> Data provided

• • • • • • •

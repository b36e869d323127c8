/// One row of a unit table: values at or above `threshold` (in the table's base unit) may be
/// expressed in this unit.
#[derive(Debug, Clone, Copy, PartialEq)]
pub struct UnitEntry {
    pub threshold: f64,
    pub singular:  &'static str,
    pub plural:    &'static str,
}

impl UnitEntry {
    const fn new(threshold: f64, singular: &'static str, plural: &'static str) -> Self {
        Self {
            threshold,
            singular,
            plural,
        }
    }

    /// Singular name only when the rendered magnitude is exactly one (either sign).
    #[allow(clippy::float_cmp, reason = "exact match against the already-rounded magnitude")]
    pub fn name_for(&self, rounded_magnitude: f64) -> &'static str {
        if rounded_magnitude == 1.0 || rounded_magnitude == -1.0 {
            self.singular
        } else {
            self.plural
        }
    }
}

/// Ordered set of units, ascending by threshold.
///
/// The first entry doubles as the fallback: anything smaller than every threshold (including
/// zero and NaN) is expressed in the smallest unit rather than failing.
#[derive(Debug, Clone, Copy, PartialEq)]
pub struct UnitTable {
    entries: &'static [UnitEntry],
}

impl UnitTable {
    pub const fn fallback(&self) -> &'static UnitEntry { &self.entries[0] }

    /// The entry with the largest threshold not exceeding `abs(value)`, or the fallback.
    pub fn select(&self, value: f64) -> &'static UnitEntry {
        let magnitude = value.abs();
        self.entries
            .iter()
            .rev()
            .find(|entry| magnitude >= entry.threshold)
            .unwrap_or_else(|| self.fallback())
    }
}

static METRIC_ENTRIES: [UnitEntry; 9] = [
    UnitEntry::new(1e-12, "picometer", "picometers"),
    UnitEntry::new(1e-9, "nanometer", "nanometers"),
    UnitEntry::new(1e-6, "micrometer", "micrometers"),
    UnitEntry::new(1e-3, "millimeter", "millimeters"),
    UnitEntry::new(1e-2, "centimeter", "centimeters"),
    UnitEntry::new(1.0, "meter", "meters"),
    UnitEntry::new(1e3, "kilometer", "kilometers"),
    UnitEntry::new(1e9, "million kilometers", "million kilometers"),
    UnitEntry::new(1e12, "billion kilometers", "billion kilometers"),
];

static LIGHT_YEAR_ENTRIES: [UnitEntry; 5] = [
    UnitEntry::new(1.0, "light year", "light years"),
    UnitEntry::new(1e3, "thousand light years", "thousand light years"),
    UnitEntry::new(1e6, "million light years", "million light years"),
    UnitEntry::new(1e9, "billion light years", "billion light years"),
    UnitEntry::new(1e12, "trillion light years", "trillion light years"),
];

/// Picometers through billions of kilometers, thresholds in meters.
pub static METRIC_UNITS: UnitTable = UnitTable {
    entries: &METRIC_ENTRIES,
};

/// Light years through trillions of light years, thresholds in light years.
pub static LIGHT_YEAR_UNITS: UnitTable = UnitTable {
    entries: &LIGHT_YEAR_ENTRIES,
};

• • • • • • •

For this exercise, output exactly the lines above from the line with "one (either sign)." to the line with "pub const fn", counting both, and leave out the rest.

    /// Singular name only when the rendered magnitude is exactly one (either sign).
    #[allow(clippy::float_cmp, reason = "exact match against the already-rounded magnitude")]
    pub fn name_for(&self, rounded_magnitude: f64) -> &'static str {
        if rounded_magnitude == 1.0 || rounded_magnitude == -1.0 {
            self.singular
        } else {
            self.plural
        }
    }
}

/// Ordered set of units, ascending by threshold.
///
/// The first entry doubles as the fallback: anything smaller than every threshold (including
/// zero and NaN) is expressed in the smallest unit rather than failing.
#[derive(Debug, Clone, Copy, PartialEq)]
pub struct UnitTable {
    entries: &'static [UnitEntry],
}

impl UnitTable {
    pub const fn fallback(&self) -> &'static UnitEntry { &self.entries[0] }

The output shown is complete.